Governments around the world are facing sensational allegations of spying on the phones of workers, journalists, corporate executives and politicians through software developed by Israel.
After all, how does this Pegasus spyware work? How does it get into people’s phones and what can it do after it gets there?
According to the AFP news agency, researchers believe that the initial version of the hacking software was diagnosed in 2016 and they send them text messages to force them to click on the message to trap their targets.
In order to download this spyware, the recipient has to click on the link in the spy messages, but at the same time, the chances of its successful installation are lessened as now the phone users have to click on the suspicious links. Have become very careful.
The latest version of Pegasus has been developed by the Israeli firm NSO Group, which generally seeks to take advantage of vulnerabilities in software installed on mobile phones.
In 2019, messaging service WhatsApp filed a lawsuit against NSO alleging that it installed secret software in the phones of 1,400 users using the operating system.
Simply calling the target via WhatsApp allows Pegasus to be downloaded to the person’s phone, even if they do not receive the call, the software is installed.
According to recent reports, Pegasus has taken advantage of vulnerabilities in Apple’s iMessage software, which could potentially give it access to the one billion Apple iPhones currently in use, all from the user.
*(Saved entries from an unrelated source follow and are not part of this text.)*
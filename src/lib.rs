pub mod config;
pub mod domain;
pub mod infra;
pub mod usecase;

pub use config::GridConfig;
pub use domain::entities::aggregate::{AggregateFunction, SqlExp};
pub use domain::entities::field::{ColumnRef, TableRef, TypeKind};
pub use domain::entities::filter::{FilterOption, FilterSpec, FilterValue, FullTextMode, FullTextSearch};
pub use domain::entities::order::{OrderBy, SortDirection};
pub use domain::entities::value::{Row, Value};
pub use infra::cache::{InMemoryCountCache, SqliteCountCache};
pub use infra::sql::dialect::{Dialect, MySqlDialect, SqliteDialect};
pub use infra::sql::select::{QuerySignature, Select};
pub use infra::sqlite::source::{SqliteSource, SqliteSourceBuilder};
pub use usecase::ports::cache::{CacheError, CountCache};
pub use usecase::ports::source::{DataSource, SourceError};
pub use usecase::services::grid_service::{GridPage, GridRequest, GridService};
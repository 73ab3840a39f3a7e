//! # Enrichment Contract Types
//!
//! The request and response shapes exchanged with the indexing pipeline. Field
//! names follow the pipeline's camelCase wire format.

use crate::constants::{FILE_TYPE_ATTRIBUTE, RESPONSE_VERSION, SOURCE_URI_ATTRIBUTE};
use serde::{Deserialize, Serialize};
use serde_json::{json, Value};

/// The value of a document attribute.
///
/// Kept as the raw JSON the pipeline sent, so a pass-through response returns
/// it unchanged. Values this crate emits use the typed
/// `{"stringValue": ...}` form.
#[derive(Serialize, Deserialize, Debug, Clone, PartialEq)]
#[serde(transparent)]
pub struct AttributeValue(pub Value);

impl AttributeValue {
    /// Builds a `{"stringValue": ...}` value.
    pub fn string(value: impl Into<String>) -> Self {
        AttributeValue(json!({ "stringValue": value.into() }))
    }

    /// Returns the string payload of a typed string value, or of a bare string.
    pub fn as_str(&self) -> Option<&str> {
        match &self.0 {
            Value::String(s) => Some(s),
            Value::Object(map) => map.get("stringValue")?.as_str(),
            _ => None,
        }
    }
}

impl From<Value> for AttributeValue {
    fn from(value: Value) -> Self {
        AttributeValue(value)
    }
}

/// A single named document attribute.
#[derive(Serialize, Deserialize, Debug, Clone, PartialEq)]
pub struct DocumentAttribute {
    pub name: String,
    pub value: AttributeValue,
}

impl DocumentAttribute {
    pub fn string(name: impl Into<String>, value: impl Into<String>) -> Self {
        Self {
            name: name.into(),
            value: AttributeValue::string(value),
        }
    }
}

/// The metadata bundle attached to a document.
#[derive(Serialize, Deserialize, Debug, Clone, Default, PartialEq)]
pub struct DocumentMetadata {
    #[serde(default)]
    pub attributes: Vec<DocumentAttribute>,
}

/// The event the indexing pipeline sends for each document.
#[derive(Serialize, Deserialize, Debug, Clone, PartialEq)]
#[serde(rename_all = "camelCase")]
pub struct EnrichmentRequest {
    pub s3_bucket: String,
    pub s3_object_key: String,
    #[serde(default)]
    pub metadata: DocumentMetadata,
}

/// The record returned to the indexing pipeline.
#[derive(Serialize, Deserialize, Debug, Clone, PartialEq)]
#[serde(rename_all = "camelCase")]
pub struct EnrichmentResponse {
    pub version: String,
    pub s3_object_key: String,
    pub metadata_updates: Vec<DocumentAttribute>,
}

impl EnrichmentResponse {
    /// The response that leaves the document untouched: original key and the
    /// caller's attributes, unmodified.
    pub fn passthrough(request: &EnrichmentRequest) -> Self {
        Self {
            version: RESPONSE_VERSION.to_string(),
            s3_object_key: request.s3_object_key.clone(),
            metadata_updates: request.metadata.attributes.clone(),
        }
    }

    /// The response pointing the pipeline at a linearized artifact.
    pub fn enriched(output_key: String, source_uri: &str, file_type: &str) -> Self {
        Self {
            version: RESPONSE_VERSION.to_string(),
            s3_object_key: output_key,
            metadata_updates: vec![
                DocumentAttribute::string(SOURCE_URI_ATTRIBUTE, source_uri),
                DocumentAttribute::string(FILE_TYPE_ATTRIBUTE, file_type),
            ],
        }
    }
}
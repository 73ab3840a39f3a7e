use super::{BlobStore, StoreError};
use async_trait::async_trait;
use reqwest::{Client as ReqwestClient, RequestBuilder, StatusCode, Url};
use std::path::{Path, PathBuf};
use tracing::debug;

/// A client for an S3-compatible object store using path-style addressing:
/// `{endpoint}/{bucket}/{key}`. Each key segment is percent-encoded, so keys
/// containing `#`, `?` or `%` address the object they name.
#[derive(Clone, Debug)]
pub struct HttpBlobStore {
    client: ReqwestClient,
    endpoint: Url,
    api_key: Option<String>,
}

impl HttpBlobStore {
    /// Creates a new `HttpBlobStore`.
    pub fn new(endpoint: String, api_key: Option<String>) -> Result<Self, StoreError> {
        let endpoint = Url::parse(&endpoint)
            .ok()
            .filter(|url| !url.cannot_be_a_base())
            .ok_or(StoreError::InvalidEndpoint(endpoint))?;
        let client = ReqwestClient::builder()
            .build()
            .map_err(StoreError::ReqwestClientBuild)?;
        Ok(Self {
            client,
            endpoint,
            api_key,
        })
    }

    fn object_url(&self, bucket: &str, key: &str) -> Result<Url, StoreError> {
        let mut url = self.endpoint.clone();
        url.path_segments_mut()
            .map_err(|_| StoreError::InvalidEndpoint(self.endpoint.to_string()))?
            .pop_if_empty()
            .push(bucket)
            .extend(key.trim_start_matches('/').split('/'));
        Ok(url)
    }

    fn authorize(&self, request: RequestBuilder) -> RequestBuilder {
        match &self.api_key {
            Some(key) => request.bearer_auth(key),
            None => request,
        }
    }
}

#[async_trait]
impl BlobStore for HttpBlobStore {
    async fn fetch(&self, bucket: &str, key: &str, dest: &Path) -> Result<PathBuf, StoreError> {
        let url = self.object_url(bucket, key)?;
        debug!("GET {url}");
        let response = self
            .authorize(self.client.get(url.clone()))
            .send()
            .await
            .map_err(StoreError::Request)?;

        if response.status() == StatusCode::NOT_FOUND {
            return Err(StoreError::NotFound {
                bucket: bucket.to_string(),
                key: key.to_string(),
            });
        }
        if !response.status().is_success() {
            let status = response.status();
            let error_text = response.text().await.unwrap_or_default();
            return Err(StoreError::Api(format!("GET {url} returned {status}: {error_text}")));
        }

        let bytes = response.bytes().await.map_err(StoreError::Request)?;
        tokio::fs::write(dest, &bytes).await?;
        Ok(dest.to_path_buf())
    }

    async fn put(&self, bucket: &str, key: &str, body: Vec<u8>) -> Result<(), StoreError> {
        let url = self.object_url(bucket, key)?;
        debug!("PUT {url} ({} bytes)", body.len());
        let response = self
            .authorize(self.client.put(url.clone()))
            .header(reqwest::header::CONTENT_TYPE, "text/plain; charset=utf-8")
            .body(body)
            .send()
            .await
            .map_err(StoreError::Request)?;

        if !response.status().is_success() {
            let status = response.status();
            let error_text = response.text().await.unwrap_or_default();
            return Err(StoreError::Api(format!("PUT {url} returned {status}: {error_text}")));
        }
        Ok(())
    }
}
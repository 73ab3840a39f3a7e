//! # Shared Constants
//!
//! This module provides a centralized location for the fixed strings of the
//! enrichment contract. The indexing pipeline depends on these values, so they
//! are never configurable.

/// The contract version reported in every `EnrichmentResponse`.
pub const RESPONSE_VERSION: &str = "v0";

/// The key prefix under which linearized text artifacts are written.
pub const OUTPUT_KEY_PREFIX: &str = "cde_output/layout";

/// The file extension of linearized text artifacts.
pub const OUTPUT_EXTENSION: &str = "txt";

/// Reserved attribute carrying the locator of the original document.
pub const SOURCE_URI_ATTRIBUTE: &str = "_source_uri";

/// Reserved attribute carrying the original document's key suffix.
pub const FILE_TYPE_ATTRIBUTE: &str = "_file_type";

/// The default scheme of source locators (`store://bucket/key`).
pub const DEFAULT_SOURCE_SCHEME: &str = "store";

/// Media types the analysis service accepts.
pub const SUPPORTED_MEDIA_TYPES: [&str; 4] =
    ["image/png", "image/jpeg", "image/tiff", "application/pdf"];
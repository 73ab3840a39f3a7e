//! # Application State
//!
//! This module defines the shared application state (`AppState`) and the logic
//! for building it at startup. The store and analysis clients are created once
//! here and shared by every request through a single `Enricher`.

use crate::config::AppConfig;
use std::sync::Arc;
use std::time::Duration;
use textcde::{
    providers::{
        analysis::HttpAnalysisClient,
        store::{HttpBlobStore, LocalBlobStore},
    },
    BlobStore, DocumentAnalyzer, Enricher, EnricherConfig,
};

/// The shared application state, accessible from all request handlers.
#[derive(Clone)]
pub struct AppState {
    /// The application's configuration, loaded from `config.yml`.
    pub config: Arc<AppConfig>,
    pub enricher: Arc<Enricher>,
}

/// Instantiates the blob store named by the `store` section of the config.
fn build_store(config: &AppConfig) -> anyhow::Result<Box<dyn BlobStore>> {
    let store: Box<dyn BlobStore> = match config.store.provider.as_str() {
        "local" => Box::new(LocalBlobStore::new(&config.store.root)),
        "http" => {
            let endpoint = config.store.endpoint.clone().ok_or_else(|| {
                anyhow::anyhow!("store.endpoint is required for the http store provider")
            })?;
            Box::new(HttpBlobStore::new(endpoint, config.store.api_key.clone())?)
        }
        other => {
            return Err(anyhow::anyhow!("Unsupported store provider '{other}'"));
        }
    };
    Ok(store)
}

/// Builds the shared application state from the configuration.
pub fn build_app_state(config: AppConfig) -> anyhow::Result<AppState> {
    let store = build_store(&config)?;
    let analyzer: Box<dyn DocumentAnalyzer> = Box::new(HttpAnalysisClient::new(
        config.analysis.api_url.clone(),
        config.analysis.api_key.clone(),
        Duration::from_millis(config.analysis.poll_interval_ms),
    )?);

    let enricher = Enricher::new(
        store,
        analyzer,
        EnricherConfig {
            scratch_dir: config.scratch_dir.clone(),
            source_scheme: config.source_scheme.clone(),
            ..Default::default()
        },
    );

    Ok(AppState {
        config: Arc::new(config),
        enricher: Arc::new(enricher),
    })
}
You will be able to do it easily without clicking any button.
What does malware do after it is installed?
Alan Woodward, a professor of cybersecurity at the University of Surrey in the UK, says Pegasus is perhaps the most talented software that works remotely.
“Imagine being able to put your art into someone else’s hands, using it to read the target’s messages and e-mails, view photos, track calls, and locate them,” he said. Can be used for detection and even filming with their own camera.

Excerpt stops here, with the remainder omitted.